HOW TO COMPLETE THIS TASK> Beginning at the line that includes "mintgate issuance controller.", return each line exactly through the end of the listing, and no line before it.
════════════════════
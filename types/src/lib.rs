//! Fundamental types for the mintgate issuance controller.
//!
//! This crate defines the core types shared across every other crate in the
//! workspace: addresses, currency amounts, timestamps, token identifiers,
//! and cryptographic key/signature newtypes.

pub mod address;
pub mod amount;
pub mod keys;
pub mod time;
pub mod token;

pub use address::Address;
pub use amount::Amount;
pub use keys::{KeyPair, PrivateKey, PublicKey, Signature};
pub use time::Timestamp;
pub use token::TokenId;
════════════════════
TASK RESPONSE>
//! Fundamental types for the mintgate issuance controller.
//!
//! This crate defines the core types shared across every other crate in the
//! workspace: addresses, currency amounts, timestamps, token identifiers,
//! and cryptographic key/signature newtypes.

pub mod address;
pub mod amount;
pub mod keys;
pub mod time;
pub mod token;

pub use address::Address;
pub use amount::Amount;
pub use keys::{KeyPair, PrivateKey, PublicKey, Signature};
pub use time::Timestamp;
pub use token::TokenId;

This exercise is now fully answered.